> [Work to be completed]:
Word for word, repeat all of the entries.

> [Information given]:
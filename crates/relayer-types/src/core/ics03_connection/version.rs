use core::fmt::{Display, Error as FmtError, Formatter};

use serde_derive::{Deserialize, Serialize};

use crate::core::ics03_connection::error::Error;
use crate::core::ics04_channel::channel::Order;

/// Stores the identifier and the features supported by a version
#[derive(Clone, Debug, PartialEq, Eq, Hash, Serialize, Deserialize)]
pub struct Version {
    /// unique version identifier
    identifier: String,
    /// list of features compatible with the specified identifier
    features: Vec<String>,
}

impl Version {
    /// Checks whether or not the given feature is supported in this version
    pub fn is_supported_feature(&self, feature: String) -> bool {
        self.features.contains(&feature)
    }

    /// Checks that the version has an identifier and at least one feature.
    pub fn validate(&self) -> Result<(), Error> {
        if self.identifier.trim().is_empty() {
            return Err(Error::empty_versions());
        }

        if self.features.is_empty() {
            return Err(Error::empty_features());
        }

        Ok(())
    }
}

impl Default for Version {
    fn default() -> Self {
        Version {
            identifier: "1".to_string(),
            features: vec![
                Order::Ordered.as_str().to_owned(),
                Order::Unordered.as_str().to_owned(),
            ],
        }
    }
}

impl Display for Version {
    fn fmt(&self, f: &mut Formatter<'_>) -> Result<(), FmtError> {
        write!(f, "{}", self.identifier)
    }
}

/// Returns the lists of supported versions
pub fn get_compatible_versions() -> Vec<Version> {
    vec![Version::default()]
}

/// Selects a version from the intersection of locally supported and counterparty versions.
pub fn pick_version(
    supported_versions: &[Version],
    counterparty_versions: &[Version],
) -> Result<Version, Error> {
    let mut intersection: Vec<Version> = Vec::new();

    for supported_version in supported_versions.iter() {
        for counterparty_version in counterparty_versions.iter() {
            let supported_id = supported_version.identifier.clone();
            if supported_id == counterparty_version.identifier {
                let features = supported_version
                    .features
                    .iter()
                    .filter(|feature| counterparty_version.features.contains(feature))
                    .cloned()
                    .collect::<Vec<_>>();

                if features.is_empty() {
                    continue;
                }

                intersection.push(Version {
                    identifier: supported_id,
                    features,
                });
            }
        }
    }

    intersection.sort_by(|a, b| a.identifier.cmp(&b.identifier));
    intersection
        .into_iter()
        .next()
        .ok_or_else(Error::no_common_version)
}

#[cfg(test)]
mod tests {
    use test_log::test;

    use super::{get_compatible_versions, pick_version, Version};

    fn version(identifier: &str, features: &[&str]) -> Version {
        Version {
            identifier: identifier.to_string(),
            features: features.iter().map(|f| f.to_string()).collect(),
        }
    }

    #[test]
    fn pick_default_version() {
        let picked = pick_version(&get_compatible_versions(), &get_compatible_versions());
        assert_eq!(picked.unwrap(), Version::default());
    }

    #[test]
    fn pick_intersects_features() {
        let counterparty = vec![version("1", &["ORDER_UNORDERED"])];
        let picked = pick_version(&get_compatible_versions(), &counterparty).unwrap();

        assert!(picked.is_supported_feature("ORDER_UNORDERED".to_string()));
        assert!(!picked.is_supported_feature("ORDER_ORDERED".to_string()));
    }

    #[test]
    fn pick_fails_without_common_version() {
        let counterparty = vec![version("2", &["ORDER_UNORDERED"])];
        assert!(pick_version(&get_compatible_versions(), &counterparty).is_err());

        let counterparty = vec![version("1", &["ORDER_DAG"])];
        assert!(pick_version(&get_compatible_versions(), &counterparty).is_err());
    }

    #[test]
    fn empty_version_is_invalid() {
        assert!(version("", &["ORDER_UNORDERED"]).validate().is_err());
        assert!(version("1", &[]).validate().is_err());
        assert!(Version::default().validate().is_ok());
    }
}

> [Response area]:
filename crates/relayer-types/src/core/ics03_connection/version.rs
use core::fmt::{Display, Error as FmtError, Formatter};

use serde_derive::{Deserialize, Serialize};

use crate::core::ics03_connection::error::Error;
use crate::core::ics04_channel::channel::Order;

/// Stores the identifier and the features supported by a version
#[derive(Clone, Debug, PartialEq, Eq, Hash, Serialize, Deserialize)]
pub struct Version {
    /// unique version identifier
    identifier: String,
    /// list of features compatible with the specified identifier
    features: Vec<String>,
}

impl Version {
    /// Checks whether or not the given feature is supported in this version
    pub fn is_supported_feature(&self, feature: String) -> bool {
        self.features.contains(&feature)
    }

    /// Checks that the version has an identifier and at least one feature.
    pub fn validate(&self) -> Result<(), Error> {
        if self.identifier.trim().is_empty() {
            return Err(Error::empty_versions());
        }

        if self.features.is_empty() {
            return Err(Error::empty_features());
        }

        Ok(())
    }
}

impl Default for Version {
    fn default() -> Self {
        Version {
            identifier: "1".to_string(),
            features: vec![
                Order::Ordered.as_str().to_owned(),
                Order::Unordered.as_str().to_owned(),
            ],
        }
    }
}

impl Display for Version {
    fn fmt(&self, f: &mut Formatter<'_>) -> Result<(), FmtError> {
        write!(f, "{}", self.identifier)
    }
}

/// Returns the lists of supported versions
pub fn get_compatible_versions() -> Vec<Version> {
    vec![Version::default()]
}

/// Selects a version from the intersection of locally supported and counterparty versions.
pub fn pick_version(
    supported_versions: &[Version],
    counterparty_versions: &[Version],
) -> Result<Version, Error> {
    let mut intersection: Vec<Version> = Vec::new();

    for supported_version in supported_versions.iter() {
        for counterparty_version in counterparty_versions.iter() {
            let supported_id = supported_version.identifier.clone();
            if supported_id == counterparty_version.identifier {
                let features = supported_version
                    .features
                    .iter()
                    .filter(|feature| counterparty_version.features.contains(feature))
                    .cloned()
                    .collect::<Vec<_>>();

                if features.is_empty() {
                    continue;
                }

                intersection.push(Version {
                    identifier: supported_id,
                    features,
                });
            }
        }
    }

    intersection.sort_by(|a, b| a.identifier.cmp(&b.identifier));
    intersection
        .into_iter()
        .next()
        .ok_or_else(Error::no_common_version)
}

#[cfg(test)]
mod tests {
    use test_log::test;

    use super::{get_compatible_versions, pick_version, Version};

    fn version(identifier: &str, features: &[&str]) -> Version {
        Version {
            identifier: identifier.to_string(),
            features: features.iter().map(|f| f.to_string()).collect(),
        }
    }

    #[test]
    fn pick_default_version() {
        let picked = pick_version(&get_compatible_versions(), &get_compatible_versions());
        assert_eq!(picked.unwrap(), Version::default());
    }

    #[test]
    fn pick_intersects_features() {
        let counterparty = vec![version("1", &["ORDER_UNORDERED"])];
        let picked = pick_version(&get_compatible_versions(), &counterparty).unwrap();

        assert!(picked.is_supported_feature("ORDER_UNORDERED".to_string()));
        assert!(!picked.is_supported_feature("ORDER_ORDERED".to_string()));
    }

    #[test]
    fn pick_fails_without_common_version() {
        let counterparty = vec![version("2", &["ORDER_UNORDERED"])];
        assert!(pick_version(&get_compatible_versions(), &counterparty).is_err());

        let counterparty = vec![version("1", &["ORDER_DAG"])];
        assert!(pick_version(&get_compatible_versions(), &counterparty).is_err());
    }

    #[test]
    fn empty_version_is_invalid() {
        assert!(version("", &["ORDER_UNORDERED"]).validate().is_err());
        assert!(version("1", &[]).validate().is_err());
        assert!(Version::default().validate().is_ok());
    }
}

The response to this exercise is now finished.